I was able to get the email up and running, but it took days to figure out where the problem was and to move the DNS records over to my reseller account. Delving into the theme itself, it appeared that the designer had just cloned the WordPress TwentySixteen theme and started editing it directly. I’m not sure if WordPress had child themes back then, but they had just dumped a bunch of custom PHP functions right after the existing ones, and the template codes were full of SQL queries into the custom fields, which didn’t jive with what the plugin documentation called for. I really didn’t want to spend however much time combing through this code to refactor it. So I recommended to the client that we start from scratch.

I’ve got an Envato account that I subscribe to, my process just involves finding a good theme that fits the tone of what I’m going for, throwing it up on the site, and swapping the boilerplate content with custom copy. And I don’t like writing copy for clients. Or, I should say I’ve avoided doing that in the past. It starts coming close to marketing, which I’ve had an aversion to. I’m working on overcoming that aversion, at least for myself and my projects, but doing that level of work for clients requires a level of intimacy with the project/product that I haven’t had the time for. I’d rather outsource it, and that’s just what I did with the last project that I was involved with.

I’m not going to take that route this time, we’re going to plow through this and get it done, come hell or high water.

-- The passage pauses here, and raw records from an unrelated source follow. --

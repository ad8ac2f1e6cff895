//! HTTP request data models.
//!
//! This module defines the request-side data structures: the verbs the client
//! dispatches, the per-call options a caller may supply, and the fully
//! resolved request handed to a transport.

use serde::{Deserialize, Serialize};
use serde_json::Value;
use std::collections::HashMap;
use std::time::Duration;

/// HTTP request method.
///
/// Only the verbs the client dispatches are represented.
#[derive(Debug, Clone, Copy, PartialEq, Eq, Hash, Serialize, Deserialize)]
pub enum HttpMethod {
    /// HTTP GET method - retrieve a resource
    GET,
    /// HTTP POST method - submit data to create a resource
    POST,
    /// HTTP PUT method - replace a resource
    PUT,
}

impl HttpMethod {
    /// Returns the string representation of the HTTP method.
    pub fn as_str(&self) -> &'static str {
        match self {
            HttpMethod::GET => "GET",
            HttpMethod::POST => "POST",
            HttpMethod::PUT => "PUT",
        }
    }
}

impl std::fmt::Display for HttpMethod {
    fn fmt(&self, f: &mut std::fmt::Formatter<'_>) -> std::fmt::Result {
        write!(f, "{}", self.as_str())
    }
}

/// Options a caller may attach to a single request.
///
/// Nothing here is interpreted by the client beyond header merging and the
/// timeout fallback; everything else is passed to the transport verbatim.
///
/// Redirect following and proxying are not per-call options: reqwest fixes
/// both when its client is built, so they live in
/// [`SessionSettings`](crate::transport::SessionSettings) and apply to every
/// request of a session.
///
/// # Examples
///
/// ```
/// use request_client::models::RequestOptions;
/// use std::time::Duration;
///
/// let options = RequestOptions::new()
///     .query("page", "1")
///     .header("X-Custom", "value")
///     .timeout(Duration::from_secs(5));
///
/// assert_eq!(options.query.len(), 1);
/// assert_eq!(options.timeout, Some(Duration::from_secs(5)));
/// ```
#[derive(Debug, Clone, Default, PartialEq)]
pub struct RequestOptions {
    /// Query string parameters, appended in order.
    pub query: Vec<(String, String)>,

    /// Extra headers for this call only.
    ///
    /// Merged over the client's default headers; a name that matches a
    /// default (case-insensitively) replaces it for this request.
    pub headers: HashMap<String, String>,

    /// Timeout override for this call.
    ///
    /// When `None` the client's configured timeout is used.
    pub timeout: Option<Duration>,
}

impl RequestOptions {
    /// Creates an empty set of options.
    pub fn new() -> Self {
        Self::default()
    }

    /// Appends a query parameter.
    pub fn query(mut self, key: impl Into<String>, value: impl Into<String>) -> Self {
        self.query.push((key.into(), value.into()));
        self
    }

    /// Adds an extra header for this call.
    pub fn header(mut self, name: impl Into<String>, value: impl Into<String>) -> Self {
        self.headers.insert(name.into(), value.into());
        self
    }

    /// Overrides the client timeout for this call.
    pub fn timeout(mut self, timeout: Duration) -> Self {
        self.timeout = Some(timeout);
        self
    }
}

/// A fully resolved request, ready for a transport.
///
/// Built by the client from the resolved URL, merged headers and the
/// effective timeout. Form and JSON bodies are carried side by side; when
/// both are present the transport decides which one is sent.
#[derive(Debug, Clone, PartialEq)]
pub struct HttpRequest {
    /// HTTP method.
    pub method: HttpMethod,

    /// Absolute target URL (or the caller's path unchanged when no base URL
    /// is configured).
    pub url: String,

    /// Default headers merged with per-call headers.
    pub headers: HashMap<String, String>,

    /// Query string parameters.
    pub query: Vec<(String, String)>,

    /// Form-encoded body fields.
    pub form: Option<Vec<(String, String)>>,

    /// JSON body.
    pub json: Option<Value>,

    /// Effective timeout for the whole exchange.
    pub timeout: Duration,
}

impl HttpRequest {
    /// Creates a new HttpRequest with no headers, query or body.
    ///
    /// # Arguments
    ///
    /// * `method` - HTTP method
    /// * `url` - Target URL
    /// * `timeout` - Timeout for the exchange
    pub fn new(method: HttpMethod, url: String, timeout: Duration) -> Self {
        Self {
            method,
            url,
            headers: HashMap::new(),
            query: Vec::new(),
            form: None,
            json: None,
            timeout,
        }
    }

    /// Looks up a header value by name, ignoring ASCII case.
    pub fn header(&self, name: &str) -> Option<&str> {
        find_header(&self.headers, name)
    }
}

/// Finds a header value in a map, ignoring ASCII case of the name.
pub(crate) fn find_header<'a>(headers: &'a HashMap<String, String>, name: &str) -> Option<&'a str> {
    headers
        .iter()
        .find(|(k, _)| k.eq_ignore_ascii_case(name))
        .map(|(_, v)| v.as_str())
}

/// Inserts a header, replacing any existing entry whose name differs only in
/// ASCII case.
pub(crate) fn insert_header(headers: &mut HashMap<String, String>, name: String, value: String) {
    headers.retain(|k, _| !k.eq_ignore_ascii_case(&name));
    headers.insert(name, value);
}

/// Returns `defaults` overlaid with `extra`.
///
/// Names are compared case-insensitively, and `extra` wins on conflict.
pub fn merge_headers(
    defaults: &HashMap<String, String>,
    extra: &HashMap<String, String>,
) -> HashMap<String, String> {
    let mut merged = defaults.clone();
    for (name, value) in extra {
        insert_header(&mut merged, name.clone(), value.clone());
    }
    merged
}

One of the problems that I’ve found working through this project is that I tend to try and shape my content to fit the boilerplate in the themes I use. It isn’t working. My client gave me a document with the content that they wanted on the page, and my brain seized up looking at it, trying to figure out where to match it to fit. It’s not going to work. I’m going to spend some more time today going over it again to see if I can provide some structure to it, then I’ve got a work session with the client tomorrow to really try and break it down. I don’t think that we’re going to be able to do this part in WordPress directly. I may need some mind mapping tools or something else to make it work.

Pressing up against the limits of my abilities is going to take some work. We’ve got to bootstrap this site into production to get things moving. Maybe then we can engage a professional to help tune things.

For now, that’s me, designer, developer, editor, admin. While I have some downtime today, I’m going to do some research and see if I can find any other resources to help refine the process.